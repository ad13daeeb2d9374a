//! Cluster Manifest Builder
//!
//! Turns a topology plus configuration snapshot into one consistent,
//! versioned manifest. Every step runs against borrowed inputs and the
//! manifest is only assembled once all of them succeed, so a failed build
//! never produces a partial manifest.

use crate::cluster_config::{AdminConfig, ClusterNodeConfig, ConfigSource, NodeState, UserConfig};
use crate::config::ManifestGeneratorConfig;
use crate::error::{ClusterError, ClusterResult};
use crate::manifest::model::{ClusterManifest, ManifestNode, UpgradeKind};
use crate::manifest::version::VersionGenerator;
use crate::seed::{SeedNodeSelector, SeedNodeSet};
use crate::settings::{MergeOutcome, SettingsMerger};
use crate::topology::ClusterTopology;
use crate::upgrade::{ClusterProvisioningState, UpgradeEvaluator, UpgradeProgress};
use slog::{debug, info, Logger};
use std::collections::BTreeMap;
use std::sync::Arc;

/// Builds cluster manifests
pub struct ClusterManifestBuilder {
    config: ManifestGeneratorConfig,
    version_generator: Arc<dyn VersionGenerator>,
    merger: SettingsMerger,
    logger: Logger,
}

impl ClusterManifestBuilder {
    /// Create a new builder
    ///
    /// # Arguments
    /// * `config` - Generator-wide defaults
    /// * `version_generator` - Source of manifest versions
    /// * `logger` - Logger instance
    pub fn new(
        config: ManifestGeneratorConfig,
        version_generator: Arc<dyn VersionGenerator>,
        logger: Logger,
    ) -> Self {
        Self {
            merger: SettingsMerger::new(logger.clone()),
            config,
            version_generator,
            logger,
        }
    }

    pub fn config(&self) -> &ManifestGeneratorConfig {
        &self.config
    }

    pub fn version_generator(&self) -> &Arc<dyn VersionGenerator> {
        &self.version_generator
    }

    /// Build the next manifest
    ///
    /// `prior` is the manifest currently published for the cluster, or
    /// `None` when the cluster is being created.
    pub fn build(
        &self,
        topology: &ClusterTopology,
        user: &UserConfig,
        admin: &AdminConfig,
        node_config: &ClusterNodeConfig,
        prior: Option<&ClusterManifest>,
    ) -> ClusterResult<ClusterManifest> {
        info!(self.logger, "Building cluster manifest";
            "cluster" => &user.cluster_name,
            "nodes" => topology.len(),
            "prior_version" => ?prior.map(|p| p.version().value()));

        self.validate_inputs(topology, user, admin, node_config, prior)?;

        let effective = Self::effective_topology(topology, node_config);
        let seed_nodes = self.select_seeds(&effective, user, node_config, prior)?;
        let merge = self.merge_settings(user, admin, prior)?;
        let nodes = self.assign_nodes(&effective, node_config, &seed_nodes);
        let version = self
            .version_generator
            .next_version(prior.map(ClusterManifest::version));

        let mut manifest = ClusterManifest {
            cluster_name: user.cluster_name.clone(),
            version,
            code_version: admin.code_version.clone(),
            settings: merge.merged,
            nodes,
            seed_nodes,
            upgrade_policy: user.upgrade_policy.clone(),
            override_upgrade_policy: admin.override_policy().cloned(),
            node_config_version: node_config.version,
            changes: merge.changes,
            upgrade_kind: UpgradeKind::Full,
        };
        if let Some(prior) = prior {
            manifest.upgrade_kind = self.version_generator.diff(prior, &manifest).upgrade_kind();
        }

        info!(self.logger, "Cluster manifest built";
            "cluster" => manifest.cluster_name(),
            "version" => %manifest.version(),
            "seeds" => manifest.seed_nodes().len(),
            "upgrade_kind" => ?manifest.upgrade_kind());

        Ok(manifest)
    }

    /// Evaluator for rolling out `manifest` under its recorded policies
    pub fn evaluator_for(&self, manifest: &ClusterManifest) -> UpgradeEvaluator {
        UpgradeEvaluator::new(
            manifest.upgrade_policy().clone(),
            manifest.override_upgrade_policy().cloned(),
            self.config.upgrade_service_unreachable_timeout,
            self.logger.clone(),
        )
    }

    /// Progress at the start of a rollout of `manifest` in `state`
    pub fn initial_progress(
        manifest: &ClusterManifest,
        state: ClusterProvisioningState,
    ) -> UpgradeProgress {
        UpgradeProgress::start(state, manifest.upgrade_domain_count())
    }

    fn validate_inputs(
        &self,
        topology: &ClusterTopology,
        user: &UserConfig,
        admin: &AdminConfig,
        node_config: &ClusterNodeConfig,
        prior: Option<&ClusterManifest>,
    ) -> ClusterResult<()> {
        user.validate()?;
        admin.validate()?;

        if topology.is_empty() {
            return Err(ClusterError::validation("topology", "no nodes"));
        }

        for name in node_config.nodes.keys() {
            if !topology.contains(name) {
                return Err(ClusterError::validation(
                    format!("node_config.nodes[{}]", name),
                    "override names a node that is not in the topology",
                ));
            }
        }

        if let Some(prior) = prior {
            if prior.cluster_name() != user.cluster_name {
                return Err(ClusterError::validation(
                    "user.cluster_name",
                    format!("prior manifest belongs to cluster '{}'", prior.cluster_name()),
                ));
            }
            if node_config.version < prior.node_config_version() {
                return Err(ClusterError::validation(
                    "node_config.version",
                    format!(
                        "{} is older than the published version {}",
                        node_config.version,
                        prior.node_config_version()
                    ),
                ));
            }
        }
        Ok(())
    }

    /// Topology with removed nodes dropped and user role overrides applied
    fn effective_topology(topology: &ClusterTopology, node_config: &ClusterNodeConfig) -> ClusterTopology {
        let removed = topology
            .nodes()
            .filter(|n| node_config.state_of(n.name()) == NodeState::Removed)
            .map(|n| n.name());
        let roles = topology
            .nodes()
            .filter_map(|n| node_config.role_of(n.name()).map(|role| (n.name(), role)));

        topology.with_roles(roles).without(removed)
    }

    fn select_seeds(
        &self,
        effective: &ClusterTopology,
        user: &UserConfig,
        node_config: &ClusterNodeConfig,
        prior: Option<&ClusterManifest>,
    ) -> ClusterResult<SeedNodeSet> {
        // Only enabled nodes may host seeds
        let candidates = effective.without(
            effective
                .nodes()
                .filter(|n| !node_config.state_of(n.name()).is_seed_eligible())
                .map(|n| n.name()),
        );

        let selector = SeedNodeSelector::new(
            user.seed_selection.clone(),
            self.config.allow_single_node,
            self.logger.clone(),
        );
        selector.select_cached(&candidates, prior.map(ClusterManifest::seed_nodes))
    }

    fn merge_settings(
        &self,
        user: &UserConfig,
        admin: &AdminConfig,
        prior: Option<&ClusterManifest>,
    ) -> ClusterResult<MergeOutcome> {
        let outcome = self
            .merger
            .merge(admin.settings(), user.settings(), prior.map(ClusterManifest::settings))?;
        admin.schema.validate(&outcome.merged)?;
        Ok(outcome)
    }

    fn assign_nodes(
        &self,
        effective: &ClusterTopology,
        node_config: &ClusterNodeConfig,
        seed_nodes: &SeedNodeSet,
    ) -> BTreeMap<String, ManifestNode> {
        effective
            .nodes()
            .map(|node| {
                let endpoints = node_config
                    .endpoints_of(node.name())
                    .copied()
                    .unwrap_or(self.config.default_endpoints);
                let manifest_node = ManifestNode {
                    name: node.name().to_string(),
                    address: node.address().to_string(),
                    node_type: node.node_type().to_string(),
                    fault_domain: node.fault_domain().clone(),
                    upgrade_domain: node.upgrade_domain().clone(),
                    role: node.role(),
                    state: node_config.state_of(node.name()),
                    is_seed: seed_nodes.contains(node.name()),
                    endpoints,
                };
                debug!(self.logger, "Assigned node";
                    "node" => node.name(), "seed" => manifest_node.is_seed, "state" => ?manifest_node.state);
                (manifest_node.name.clone(), manifest_node)
            })
            .collect()
    }
}

#[cfg(test)]
mod tests {
    use super::*;
    use crate::cluster_config::NodeOverride;
    use crate::manifest::model::{ManifestVersion, NodeEndpoints};
    use crate::manifest::version::MonotonicVersionGenerator;
    use crate::settings::{Settings, SettingsSchema, UpgradePolicy};
    use crate::topology::{NodeDescription, NodeRole};

    fn builder() -> ClusterManifestBuilder {
        ClusterManifestBuilder::new(
            ManifestGeneratorConfig::default(),
            Arc::new(MonotonicVersionGenerator::new()),
            Logger::root(slog::Discard, slog::o!()),
        )
    }

    fn topology() -> ClusterTopology {
        ClusterTopology::new(
            [
                ("N1", "FD0", "UD0"),
                ("N2", "FD1", "UD0"),
                ("N3", "FD2", "UD0"),
                ("N4", "FD0", "UD1"),
                ("N5", "FD1", "UD1"),
            ]
            .into_iter()
            .map(|(n, fd, ud)| NodeDescription::new(n, fd, ud, NodeRole::Primary).unwrap()),
        )
        .unwrap()
    }

    fn admin() -> AdminConfig {
        AdminConfig::new("10.1.0").with_settings(
            Settings::new()
                .with_parameter("Setup", "FabricDataRoot", "D:\\SF", UpgradePolicy::NotAllowed)
                .with_parameter("Diagnostics", "MaxDiskQuotaInMB", "1024", UpgradePolicy::Dynamic),
        )
    }

    #[test]
    fn test_initial_build() {
        let manifest = builder()
            .build(&topology(), &UserConfig::new("prod"), &admin(), &ClusterNodeConfig::default(), None)
            .unwrap();

        assert_eq!(manifest.version(), ManifestVersion::new(1));
        assert_eq!(manifest.seed_nodes().names().collect::<Vec<_>>(), vec!["N1", "N2", "N3"]);
        assert_eq!(manifest.upgrade_kind(), UpgradeKind::Full);
        assert!(manifest.node("N1").unwrap().is_seed);
        assert!(!manifest.node("N4").unwrap().is_seed);
        assert_eq!(manifest.node("N4").unwrap().endpoints, NodeEndpoints::default());
        assert_eq!(manifest.upgrade_domain_count(), 2);
    }

    #[test]
    fn test_dynamic_change_is_settings_only() {
        let builder = builder();
        let prior = builder
            .build(&topology(), &UserConfig::new("prod"), &admin(), &ClusterNodeConfig::default(), None)
            .unwrap();

        let user = UserConfig::new("prod").with_settings(
            Settings::new().with_parameter("Diagnostics", "MaxDiskQuotaInMB", "4096", UpgradePolicy::Dynamic),
        );
        let next = builder
            .build(&topology(), &user, &admin(), &ClusterNodeConfig::default(), Some(&prior))
            .unwrap();

        assert!(next.version() > prior.version());
        assert_eq!(next.upgrade_kind(), UpgradeKind::SettingsOnly);
        assert_eq!(next.seed_nodes(), prior.seed_nodes());
    }

    #[test]
    fn test_removed_and_disabled_nodes() {
        let node_config = ClusterNodeConfig::new(1)
            .with_state("N1", NodeState::Removed)
            .with_state("N2", NodeState::Disabled);

        let manifest = builder()
            .build(&topology(), &UserConfig::new("prod"), &admin(), &node_config, None)
            .unwrap();

        assert!(manifest.node("N1").is_none());
        let n2 = manifest.node("N2").unwrap();
        assert_eq!(n2.state, NodeState::Disabled);
        assert!(!n2.is_seed);
        assert_eq!(manifest.seed_nodes().len(), 3);
    }

    #[test]
    fn test_user_overrides_win_when_user_set() {
        let custom = NodeEndpoints {
            client_connection: 29000,
            ..NodeEndpoints::default()
        };
        let overrides = NodeOverride {
            state: NodeState::Enabled,
            role: Some(NodeRole::NonPrimary),
            endpoints: Some(custom),
        };
        let node_config = ClusterNodeConfig::new(1).with_override("N1", overrides);

        let ignored = builder()
            .build(&topology(), &UserConfig::new("prod"), &admin(), &node_config, None)
            .unwrap();
        assert_eq!(ignored.node("N1").unwrap().role, NodeRole::Primary);
        assert!(ignored.seed_nodes().contains("N1"));

        let applied = builder()
            .build(&topology(), &UserConfig::new("prod"), &admin(), &node_config.user_set(), None)
            .unwrap();
        let n1 = applied.node("N1").unwrap();
        assert_eq!(n1.role, NodeRole::NonPrimary);
        assert_eq!(n1.endpoints, custom);
        assert!(!applied.seed_nodes().contains("N1"));
    }

    #[test]
    fn test_validation_failures() {
        let b = builder();
        let user = UserConfig::new("prod");
        let node_config = ClusterNodeConfig::default();

        let unknown = ClusterNodeConfig::new(1).with_state("N9", NodeState::Disabled);
        assert!(matches!(
            b.build(&topology(), &user, &admin(), &unknown, None),
            Err(ClusterError::Validation { .. })
        ));

        let schema_admin = admin().with_schema(SettingsSchema::new().with_required("Security", "ClusterCredentialType"));
        assert!(matches!(
            b.build(&topology(), &user, &schema_admin, &node_config, None),
            Err(ClusterError::Validation { .. })
        ));

        let prior = b
            .build(&topology(), &user, &admin(), &ClusterNodeConfig::new(5), None)
            .unwrap();
        assert!(matches!(
            b.build(&topology(), &user, &admin(), &ClusterNodeConfig::new(4), Some(&prior)),
            Err(ClusterError::Validation { ref field, .. }) if field == "node_config.version"
        ));
        assert!(matches!(
            b.build(&topology(), &UserConfig::new("other"), &admin(), &ClusterNodeConfig::new(5), Some(&prior)),
            Err(ClusterError::Validation { .. })
        ));
    }

    #[test]
    fn test_evaluator_for_manifest() {
        let b = builder();
        let admin = admin().with_override_policy(crate::upgrade::ClusterUpgradePolicy::default());
        let manifest = b
            .build(&topology(), &UserConfig::new("prod"), &admin, &ClusterNodeConfig::default(), None)
            .unwrap();

        assert!(manifest.override_upgrade_policy().is_some());
        let progress = ClusterManifestBuilder::initial_progress(
            &manifest,
            ClusterProvisioningState::BaselineUpgrade,
        );
        assert_eq!(progress.total_domains, 2);
        assert_eq!(b.evaluator_for(&manifest).policy(), manifest.upgrade_policy());
    }
}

━━━━━━

#### TASK TO CARRY OUT:
Every line from the data above that contains "ClusterManifestBuilder" must appear in the answer.

#### RESPONSE:
pub struct ClusterManifestBuilder {
impl ClusterManifestBuilder {
    fn builder() -> ClusterManifestBuilder {
        ClusterManifestBuilder::new(
        let progress = ClusterManifestBuilder::initial_progress(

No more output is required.